815 Coppelia

Discovery
- Discovered by: Max Wolf
- Discovery site: Heidelberg Observatory
- Discovery date: 2 February 1916

Designations
- Alternative designations: 1916 YU

Orbital characteristics
- Epoch 31 July 2016 (JD 2457600.5)
- Uncertainty parameter 0
- Observation arc: 100.20 yr (36597 d)
- Aphelion: 2.8615 AU (428.07 Gm)
- Perihelion: 2.4570 AU (367.56 Gm)
- Semi-major axis: 2.6593 AU (397.83 Gm)
- Eccentricity: 0.076056
- Orbital period (sidereal): 4.34 yr (1583.9 d)
- Mean anomaly: 74.8031°
- Mean motion: 0° 13^{m} 38.208^{s} / day
- Inclination: 13.864°
- Longitude of ascending node: 57.066°
- Argument of perihelion: 59.329°
- Earth MOID: 1.50119 AU (224.575 Gm)
- Jupiter MOID: 2.32242 AU (347.429 Gm)
- T_{Jupiter}: 3.341

Physical characteristics
- Mean radius: 10.55 km
- Synodic rotation period: 4.421 h (0.1842 d)
- Geometric albedo: 0.2089±0.053
- Absolute magnitude (H): 10.7

= 815 Coppelia =

Minor planet in the Solar System

815 Coppelia is a minor planet orbiting the Sun that was discovered by German astronomer Max Wolf on 2 February 1916 from Heidelberg named after Coppélia, a comic ballet.

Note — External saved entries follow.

//! 测试替身
//!
//! 内存版的集群 API、目录服务和凭证解析器，带调用计数，
//! 用于在不连接真实集群的情况下验证注册和同步流程。

use async_trait::async_trait;
use fedhub_common::{
    ClusterCredential, Error, FederationRequest, ManagedCluster, ResourceKind, Result,
};
use kube::api::DynamicObject;
use kube::error::ErrorResponse;
use kube::ResourceExt;
use std::collections::{BTreeMap, HashMap};
use std::sync::{Arc, Mutex, MutexGuard};

use crate::cluster_api::{
    api_resource, ApiError, ApiResult, ClusterApi, ClusterConnector, ClusterJoinSpec,
    ClusterSyncMode, FederatedCluster,
};
use crate::directory::{CredentialResolver, FederationDirectory};

/// 调用计数快照
#[derive(Debug, Clone, Copy, Default, PartialEq, Eq)]
pub struct FakeCalls {
    /// 创建集群对象
    pub create_cluster: usize,
    /// 读取集群对象
    pub get_cluster: usize,
    /// 删除集群对象
    pub delete_cluster: usize,
    /// 动态列表
    pub list: usize,
    /// 动态读取
    pub get: usize,
    /// 动态创建
    pub create: usize,
}

#[derive(Default)]
struct FakeState {
    clusters: BTreeMap<String, FederatedCluster>,
    objects: BTreeMap<(ResourceKind, String), Vec<DynamicObject>>,
    calls: FakeCalls,
    fail_cluster_reads: bool,
    fail_cluster_create: bool,
    keep_deleted_clusters: bool,
    fail_create_names: Vec<String>,
}

/// 内存版集群
#[derive(Default)]
pub struct FakeCluster {
    state: Mutex<FakeState>,
}

fn scope(kind: ResourceKind, namespace: Option<&str>) -> ApiResult<String> {
    match (kind.is_namespaced(), namespace) {
        (true, Some(ns)) => Ok(ns.to_string()),
        (true, None) => Err(ApiError::InvalidConfig(format!("资源类型 {} 需要命名空间", kind))),
        (false, _) => Ok(String::new()),
    }
}

fn server_error(message: &str) -> ApiError {
    ApiError::Kube(kube::Error::Api(ErrorResponse {
        status: "Failure".into(),
        message: message.to_string(),
        reason: "InternalError".into(),
        code: 500,
    }))
}

/// 构造带有服务端元数据的对象，模拟从集群读取的结果
pub fn sample_object(kind: ResourceKind, namespace: Option<&str>, name: &str) -> DynamicObject {
    let mut object = DynamicObject::new(name, &api_resource(kind));
    if let Some(ns) = namespace.filter(|_| kind.is_namespaced()) {
        object = object.within(ns);
    }
    object.metadata.uid = Some(format!("uid-{}", name));
    object.metadata.resource_version = Some("12345".into());
    object.metadata.generation = Some(3);
    object
}

impl FakeCluster {
    /// 创建空集群
    pub fn new() -> Self {
        Self::default()
    }

    fn state(&self) -> MutexGuard<'_, FakeState> {
        // 测试中锁被毒化时直接沿用内部状态
        self.state.lock().unwrap_or_else(|e| e.into_inner())
    }

    /// 预置一个资源
    pub fn with_object(self, kind: ResourceKind, namespace: Option<&str>, name: &str) -> Self {
        self.insert_object(kind, namespace, sample_object(kind, namespace, name));
        self
    }

    /// 预置一个控制平面集群对象
    pub fn with_cluster(self, name: &str, uid: &str) -> Self {
        self.state().clusters.insert(
            name.to_string(),
            FederatedCluster {
                name: name.to_string(),
                uid: uid.to_string(),
                kubernetes_version: Some("v1.26.3".into()),
                ready: Some(true),
                sync_mode: ClusterSyncMode::Push,
            },
        );
        self
    }

    /// 读取集群对象时总是失败
    pub fn failing_cluster_reads(self) -> Self {
        self.state().fail_cluster_reads = true;
        self
    }

    /// 创建集群对象时总是失败
    pub fn failing_cluster_create(self) -> Self {
        self.state().fail_cluster_create = true;
        self
    }

    /// 删除请求被接受但集群对象一直存在
    pub fn keeping_deleted_clusters(self) -> Self {
        self.state().keep_deleted_clusters = true;
        self
    }

    /// 创建指定名称的资源时失败
    pub fn failing_create_of(self, name: &str) -> Self {
        self.state().fail_create_names.push(name.to_string());
        self
    }

    /// 写入资源
    pub fn insert_object(&self, kind: ResourceKind, namespace: Option<&str>, object: DynamicObject) {
        let ns = namespace.filter(|_| kind.is_namespaced()).unwrap_or_default();
        self.state()
            .objects
            .entry((kind, ns.to_string()))
            .or_default()
            .push(object);
    }

    /// 读取资源，不计数
    pub fn object(&self, kind: ResourceKind, namespace: Option<&str>, name: &str) -> Option<DynamicObject> {
        let ns = namespace.filter(|_| kind.is_namespaced()).unwrap_or_default();
        self.state()
            .objects
            .get(&(kind, ns.to_string()))
            .and_then(|items| items.iter().find(|o| o.name_any() == name).cloned())
    }

    /// 控制平面集群对象，不计数
    pub fn cluster(&self, name: &str) -> Option<FederatedCluster> {
        self.state().clusters.get(name).cloned()
    }

    /// 调用计数
    pub fn calls(&self) -> FakeCalls {
        self.state().calls
    }
}

#[async_trait]
impl ClusterApi for FakeCluster {
    async fn create_cluster(&self, spec: &ClusterJoinSpec) -> ApiResult<()> {
        let mut state = self.state();
        state.calls.create_cluster += 1;
        if state.fail_cluster_create {
            return Err(server_error("create cluster failed"));
        }
        if state.clusters.contains_key(&spec.name) {
            return Err(ApiError::AlreadyExists(spec.name.clone()));
        }
        state.clusters.insert(
            spec.name.clone(),
            FederatedCluster {
                name: spec.name.clone(),
                uid: format!("uid-{}", spec.name),
                kubernetes_version: None,
                ready: None,
                sync_mode: ClusterSyncMode::Push,
            },
        );
        Ok(())
    }

    async fn get_cluster(&self, name: &str) -> ApiResult<FederatedCluster> {
        let mut state = self.state();
        state.calls.get_cluster += 1;
        if state.fail_cluster_reads {
            return Err(server_error("get cluster failed"));
        }
        state
            .clusters
            .get(name)
            .cloned()
            .ok_or_else(|| ApiError::NotFound(name.to_string()))
    }

    async fn list_clusters(&self) -> ApiResult<Vec<FederatedCluster>> {
        let mut state = self.state();
        state.calls.list += 1;
        Ok(state.clusters.values().cloned().collect())
    }

    async fn delete_cluster(&self, name: &str) -> ApiResult<()> {
        let mut state = self.state();
        state.calls.delete_cluster += 1;
        if !state.clusters.contains_key(name) {
            return Err(ApiError::NotFound(name.to_string()));
        }
        if !state.keep_deleted_clusters {
            state.clusters.remove(name);
        }
        Ok(())
    }

    async fn list(
        &self,
        kind: ResourceKind,
        namespace: Option<&str>,
    ) -> ApiResult<Vec<DynamicObject>> {
        let ns = scope(kind, namespace)?;
        let mut state = self.state();
        state.calls.list += 1;
        Ok(state.objects.get(&(kind, ns)).cloned().unwrap_or_default())
    }

    async fn get(
        &self,
        kind: ResourceKind,
        namespace: Option<&str>,
        name: &str,
    ) -> ApiResult<DynamicObject> {
        let ns = scope(kind, namespace)?;
        let mut state = self.state();
        state.calls.get += 1;
        state
            .objects
            .get(&(kind, ns))
            .and_then(|items| items.iter().find(|o| o.name_any() == name).cloned())
            .ok_or_else(|| ApiError::NotFound(name.to_string()))
    }

    async fn create(
        &self,
        kind: ResourceKind,
        namespace: Option<&str>,
        object: &DynamicObject,
    ) -> ApiResult<DynamicObject> {
        let ns = scope(kind, namespace)?;
        let name = object.name_any();
        let mut state = self.state();
        state.calls.create += 1;
        if state.fail_create_names.contains(&name) {
            return Err(server_error("create failed"));
        }
        let items = state.objects.entry((kind, ns)).or_default();
        if items.iter().any(|o| o.name_any() == name) {
            return Err(ApiError::AlreadyExists(name));
        }
        items.push(object.clone());
        Ok(object.clone())
    }
}

/// 按集群 ID 返回内存集群的连接器
#[derive(Default)]
pub struct FakeConnector {
    members: HashMap<String, Arc<FakeCluster>>,
}

impl FakeConnector {
    /// 创建空连接器
    pub fn new() -> Self {
        Self::default()
    }

    /// 登记成员集群
    pub fn with_member(mut self, cluster_id: &str, cluster: Arc<FakeCluster>) -> Self {
        self.members.insert(cluster_id.to_string(), cluster);
        self
    }
}

impl ClusterConnector for FakeConnector {
    fn connect(&self, credential: &ClusterCredential) -> ApiResult<Arc<dyn ClusterApi>> {
        self.members
            .get(&credential.cluster_id)
            .map(|cluster| cluster.clone() as Arc<dyn ClusterApi>)
            .ok_or_else(|| ApiError::InvalidConfig(credential.api_server_url.clone()))
    }
}

#[derive(Default)]
struct DirectoryState {
    clusters: Vec<ManagedCluster>,
    registered: Vec<FederationRequest>,
    unregistered: Vec<String>,
    fail_register: bool,
}

/// 内存版目录服务
#[derive(Default)]
pub struct StaticDirectory {
    state: Mutex<DirectoryState>,
}

impl StaticDirectory {
    /// 以给定集群列表创建
    pub fn new(clusters: Vec<ManagedCluster>) -> Self {
        Self {
            state: Mutex::new(DirectoryState {
                clusters,
                ..Default::default()
            }),
        }
    }

    fn state(&self) -> MutexGuard<'_, DirectoryState> {
        self.state.lock().unwrap_or_else(|e| e.into_inner())
    }

    /// 记录联邦集群时总是失败
    pub fn failing_register(self) -> Self {
        self.state().fail_register = true;
        self
    }

    /// 已写入的联邦记录
    pub fn registered(&self) -> Vec<FederationRequest> {
        self.state().registered.clone()
    }

    /// 已解除关联的集群 ID
    pub fn unregistered(&self) -> Vec<String> {
        self.state().unregistered.clone()
    }
}

#[async_trait]
impl FederationDirectory for StaticDirectory {
    async fn list_managed_clusters(&self) -> Result<Vec<ManagedCluster>> {
        Ok(self.state().clusters.clone())
    }

    async fn register_federated_cluster(&self, request: &FederationRequest) -> Result<()> {
        let mut state = self.state();
        if state.fail_register {
            return Err(Error::FailedRequest);
        }
        state.registered.push(request.clone());
        if let Some(cluster) = state
            .clusters
            .iter_mut()
            .find(|c| c.cluster_id == request.cluster_id)
        {
            cluster.federated_cluster_uid = request.federated_cluster_uid.clone();
            cluster.federated_cluster_name = request.federated_cluster_name.clone();
        }
        Ok(())
    }

    async fn unregister_federated_cluster(&self, cluster_id: &str) -> Result<()> {
        let mut state = self.state();
        state.unregistered.push(cluster_id.to_string());
        if let Some(cluster) = state.clusters.iter_mut().find(|c| c.cluster_id == cluster_id) {
            cluster.federated_cluster_uid.clear();
            cluster.federated_cluster_name.clear();
        }
        Ok(())
    }
}

/// 固定凭证表
#[derive(Debug, Default)]
pub struct StaticCredentials {
    credentials: HashMap<String, ClusterCredential>,
}

impl StaticCredentials {
    /// 创建空凭证表
    pub fn new() -> Self {
        Self::default()
    }

    /// 登记集群凭证
    pub fn with(mut self, cluster_id: &str, api_server_url: &str) -> Self {
        self.credentials.insert(
            cluster_id.to_string(),
            ClusterCredential {
                cluster_id: cluster_id.to_string(),
                api_server_url: api_server_url.to_string(),
                bearer_token: format!("token-{}", cluster_id),
            },
        );
        self
    }
}

#[async_trait]
impl CredentialResolver for StaticCredentials {
    async fn get_cluster_credential(&self, cluster_id: &str) -> Result<ClusterCredential> {
        self.credentials
            .get(cluster_id)
            .cloned()
            .ok_or(Error::FailedToReadClusterInfo)
    }
}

Photometric observations of this asteroid at the Rozhen Observatory in Bulgaria during 2010 gave a light curve with a period of 4.4565 hours and a brightness variation of 0.24 in magnitude. This is consistent with a period of 4.421 hours and an amplitude of 0.27 obtained during a 2006 study.